In his excellent ‘A City in Civil War‘, Padraig Yeates conveys a disparaging view of Ennis’s rise to Major General in the National Army, suggesting the vacuum left by more senior pre-Truce Dublin IRA going anti-Treaty resulted in little competition. Mr Yeates also categorises Tom as one of the ‘Collins cabal of street gunmen’, in a dismissive way. Yet what better type of man would you want on your side when backed against a wall by superior numbers, as the fledgling Free State was? How many others had the actual hands-on field command experience of Ennis? And, when trusted to clear the Four Courts, Ennis did not let the Provisional Government down.

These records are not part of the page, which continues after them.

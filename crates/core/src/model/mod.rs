mod answer;
mod bank;
mod ids;
mod question;
mod result;

pub use answer::Answer;
pub use bank::QuestionBank;
pub use ids::{LevelId, ParseIdError, QuestionId};
pub use question::{
    IntegrityIssue, Question, QuestionError, QuestionKind, QuestionType, is_permutation,
};
pub use result::{
    Outcome, PASS_THRESHOLD_PERCENT, QuestionOutcome, QuizResult, ResultError, score_percentage,
};
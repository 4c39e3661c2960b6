mod pending;
mod pool;
mod progress;
mod service;
mod workflow;

// Public API of the quiz subsystem.
pub use crate::error::SessionError;
pub use pending::PendingAnswer;
pub use pool::WordPool;
pub use progress::{Feedback, QuestionView, QuizView};
pub use service::{AdvanceOutcome, Phase, QuizSession};
pub use workflow::{QuizAdvance, QuizLoopService};
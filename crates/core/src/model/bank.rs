use std::sync::Arc;

use crate::model::ids::{LevelId, QuestionId};
use crate::model::question::{IntegrityIssue, Question};

/// Ordered, immutable list of questions for one level.
///
/// Cloning is cheap and shares the questions, so one bank can seed any number
/// of independent sessions (e.g. a retry).
#[derive(Debug, Clone, PartialEq, Eq)]
pub struct QuestionBank {
    level: LevelId,
    title: String,
    questions: Arc<[Question]>,
}

impl QuestionBank {
    #[must_use]
    pub fn new(level: LevelId, title: impl Into<String>, questions: Vec<Question>) -> Self {
        Self {
            level,
            title: title.into(),
            questions: questions.into(),
        }
    }

    #[must_use]
    pub fn level(&self) -> &LevelId {
        &self.level
    }

    #[must_use]
    pub fn title(&self) -> &str {
        &self.title
    }

    #[must_use]
    pub fn questions(&self) -> &[Question] {
        &self.questions
    }

    /// Shared handle to the question list, used to snapshot a bank into a session.
    #[must_use]
    pub fn shared_questions(&self) -> Arc<[Question]> {
        Arc::clone(&self.questions)
    }

    #[must_use]
    pub fn len(&self) -> usize {
        self.questions.len()
    }

    #[must_use]
    pub fn is_empty(&self) -> bool {
        self.questions.is_empty()
    }

    /// Every question that can never be answered correctly, with the reason.
    #[must_use]
    pub fn integrity_report(&self) -> Vec<(QuestionId, IntegrityIssue)> {
        self.questions
            .iter()
            .filter_map(|q| q.integrity_issue().map(|issue| (q.id().clone(), issue)))
            .collect()
    }
}

#[cfg(test)]
mod tests {
    use super::*;
    use crate::model::QuestionKind;

    fn fill_blank(id: &str, correct: &str) -> Question {
        Question::new(
            QuestionId::new(id),
            "Lückentext",
            QuestionKind::FillBlank {
                correct: correct.into(),
            },
            "",
        )
        .unwrap()
    }

    #[test]
    fn clones_share_questions() {
        let bank = QuestionBank::new(LevelId::new("A1"), "A1", vec![fill_blank("q1", "aus")]);
        let copy = bank.clone();
        assert!(Arc::ptr_eq(&bank.shared_questions(), &copy.shared_questions()));
        assert_eq!(copy.len(), 1);
    }

    #[test]
    fn integrity_report_lists_broken_questions() {
        let broken = Question::new(
            QuestionId::new("q2"),
            "Artikel?",
            QuestionKind::MultipleChoice {
                options: vec!["Der".into(), "Die".into()],
                correct: "Das".into(),
            },
            "",
        )
        .unwrap();
        let bank = QuestionBank::new(
            LevelId::new("A1"),
            "A1",
            vec![fill_blank("q1", "aus"), broken],
        );

        let report = bank.integrity_report();
        assert_eq!(report.len(), 1);
        assert_eq!(report[0].0, QuestionId::new("q2"));
    }

    #[test]
    fn empty_bank_is_representable() {
        let bank = QuestionBank::new(LevelId::new("C1"), "Leer", Vec::new());
        assert!(bank.is_empty());
    }
}
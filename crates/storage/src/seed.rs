//! Built-in question banks shipped with the app (levels A1, A2, B1, B2).

use quiz_core::model::QuestionBank;

use crate::json::parse_banks;
use crate::repository::StorageError;

const BUILTIN_BANKS_JSON: &str = include_str!("../seed/quizzes.json");

/// Parse the built-in banks.
///
/// # Errors
///
/// Returns `StorageError` if the embedded content is malformed.
pub fn builtin_banks() -> Result<Vec<QuestionBank>, StorageError> {
    parse_banks(BUILTIN_BANKS_JSON)
}
use std::sync::Arc;

use tracing::{info, warn};

use quiz_core::model::{LevelId, QuestionBank};
use storage::repository::{AttemptId, AttemptRepository, QuestionBankRepository, Storage};

use crate::Clock;
use crate::error::SessionError;
use super::service::{AdvanceOutcome, QuizSession};

/// Result of advancing a session through the loop service.
#[derive(Debug, Clone, PartialEq, Eq)]
pub struct QuizAdvance {
    pub outcome: AdvanceOutcome,
    /// Set once the completed attempt has been handed to the attempt store.
    pub attempt_id: Option<AttemptId>,
}

/// Orchestrates session start and the completed-attempt hand-off.
#[derive(Clone)]
pub struct QuizLoopService {
    clock: Clock,
    banks: Arc<dyn QuestionBankRepository>,
    attempts: Arc<dyn AttemptRepository>,
    shuffle_seed: Option<u64>,
}

impl QuizLoopService {
    #[must_use]
    pub fn new(
        clock: Clock,
        banks: Arc<dyn QuestionBankRepository>,
        attempts: Arc<dyn AttemptRepository>,
    ) -> Self {
        Self {
            clock,
            banks,
            attempts,
            shuffle_seed: None,
        }
    }

    /// Build a service over both halves of a `Storage` aggregate.
    #[must_use]
    pub fn from_storage(clock: Clock, storage: &Storage) -> Self {
        Self::new(clock, Arc::clone(&storage.banks), Arc::clone(&storage.attempts))
    }

    #[must_use]
    pub fn with_clock(mut self, clock: Clock) -> Self {
        self.clock = clock;
        self
    }

    /// Seed word-bank shuffles so every session started here is reproducible.
    #[must_use]
    pub fn with_shuffle_seed(mut self, seed: u64) -> Self {
        self.shuffle_seed = Some(seed);
        self
    }

    /// Levels that have a question bank.
    ///
    /// # Errors
    ///
    /// Returns `SessionError::Storage` if the repository fails.
    pub async fn levels(&self) -> Result<Vec<LevelId>, SessionError> {
        Ok(self.banks.list_levels().await?)
    }

    /// Load the bank for `level` and start a session on it.
    ///
    /// # Errors
    ///
    /// Returns `SessionError::Storage` if the bank cannot be loaded and
    /// `SessionError::EmptyBank` if it has no questions.
    pub async fn start_session(&self, level: &LevelId) -> Result<QuizSession, SessionError> {
        let bank = self.banks.get_bank(level).await?;
        self.retry(&bank)
    }

    /// Start a fresh, independent session on an already loaded bank.
    ///
    /// # Errors
    ///
    /// Returns `SessionError::EmptyBank` if the bank has no questions.
    pub fn retry(&self, bank: &QuestionBank) -> Result<QuizSession, SessionError> {
        let now = self.clock.now();
        let session = match self.shuffle_seed {
            Some(seed) => QuizSession::with_seed(bank, now, seed)?,
            None => QuizSession::new(bank, now)?,
        };

        for (question_id, issue) in session.integrity_issues() {
            warn!(
                target: "quiz",
                level = %bank.level(),
                %question_id,
                %issue,
                "question can never be answered correctly"
            );
        }
        Ok(session)
    }

    /// Advance the session; on completion, hand the result to the attempt store.
    ///
    /// # Errors
    ///
    /// Returns the session's rejection unchanged. Returns `SessionError::Storage`
    /// if the hand-off fails; the session is still completed and
    /// [`QuizLoopService::finalize_attempt`] can retry it.
    pub async fn advance(&self, session: &mut QuizSession) -> Result<QuizAdvance, SessionError> {
        let outcome = session.advance(self.clock.now())?;
        let attempt_id = match outcome {
            AdvanceOutcome::Completed(_) => Some(self.finalize_attempt(session).await?),
            AdvanceOutcome::Next(_) => None,
        };
        Ok(QuizAdvance {
            outcome,
            attempt_id,
        })
    }

    /// Hand a completed session's result to the attempt store, once.
    ///
    /// # Errors
    ///
    /// Returns `SessionError::NotSubmitted` if the session is not complete.
    /// Returns `SessionError::Storage` if persistence fails.
    pub async fn finalize_attempt(
        &self,
        session: &mut QuizSession,
    ) -> Result<AttemptId, SessionError> {
        if let Some(id) = session.attempt_id() {
            return Ok(id);
        }
        let result = session.result().ok_or(SessionError::NotSubmitted)?;
        let id = self.attempts.append_attempt(result).await?;
        info!(
            target: "quiz",
            level = %result.level(),
            attempt_id = id,
            score = result.score(),
            total = result.total(),
            passed = result.passed(),
            "attempt recorded"
        );
        session.set_attempt_id(id);
        Ok(id)
    }
}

Nor did he pop up from nowhere; he’d earned steady promotion through the Tan War and during the Truce. Yes, he came from an ordinary and humble background, but in the Battle for Dublin and his other Civil War campaigns he proved more than a match for vaunted former superiors like Traynor, O’Malley and others. Ennis led from the front and adapted well to organised military tactics – maximising advantages from artillery, heavy weaponry and armoured cars – way beyond the scale of the guerrilla ambushes and hit jobs he’d carried out early in the Tan War. Several Free State general officers with formal British or US military training and combat experience proved incapable of achieving fast results with minimal casualties on either side, like Ennis did. In The Battle for Cork, John Borgonovo highlights this and adds “Among former Dublin street fighters, Ennis enjoyed perhaps the smoothest transition to conventional army officer“.
Another notable aspect of Tom’s military career is the absence of any association with atrocities. On the contrary, he demonstrated humanity in his treatment of Civil War IRA prisoners (senior and junior) and none were executed in his command area in Munster. He also, with Dalton, made peace overtures to anti-Treaty leaders in the south. After the Civil War, he helped out several old comrades who’d opposed him in 1922/23.
As the saying goes (or should go) “Beside every great man stands a great woman”. In Tom Ennis’s case this was certainly true of his wife, Kathleen. Oscar Traynor recalled her great bravery and coolness as she helped with first aid after her husband had staggered in the door severely wounded while she was nursing their 2 month-old daughter. Later in life the Ennis couple continued to show their patriotism in war and courage during peacetime travails. We’ll tell of that, along with the fall from grace of Maj Gen Ennis, in a future instalment.
Tom Ennis and his 2nd Battalion’s exploits in the Tan War would be recognised by his comrades within the National Army. Three Rolls Royce armoured cars were named ‘The Manager’, ‘The Customs House’ and ‘The Fighting 2nd’ – all of which were prominent in Civil War action. Even though a very modest man with no pretensions, maybe he allowed himself a smile and a bit of pride at the sight of those nameplates?
In this writer’s opinion those gestures were well-earned & heartfelt tributes by his men to one of our great Irish soldiers. Now sadly overlooked, Maj Gen Tom Ennis – with his pre-Truce 2nd Battalion comrades – surely deserves credit as a key mover and shaker in the foundation of the State and its Defence Forces.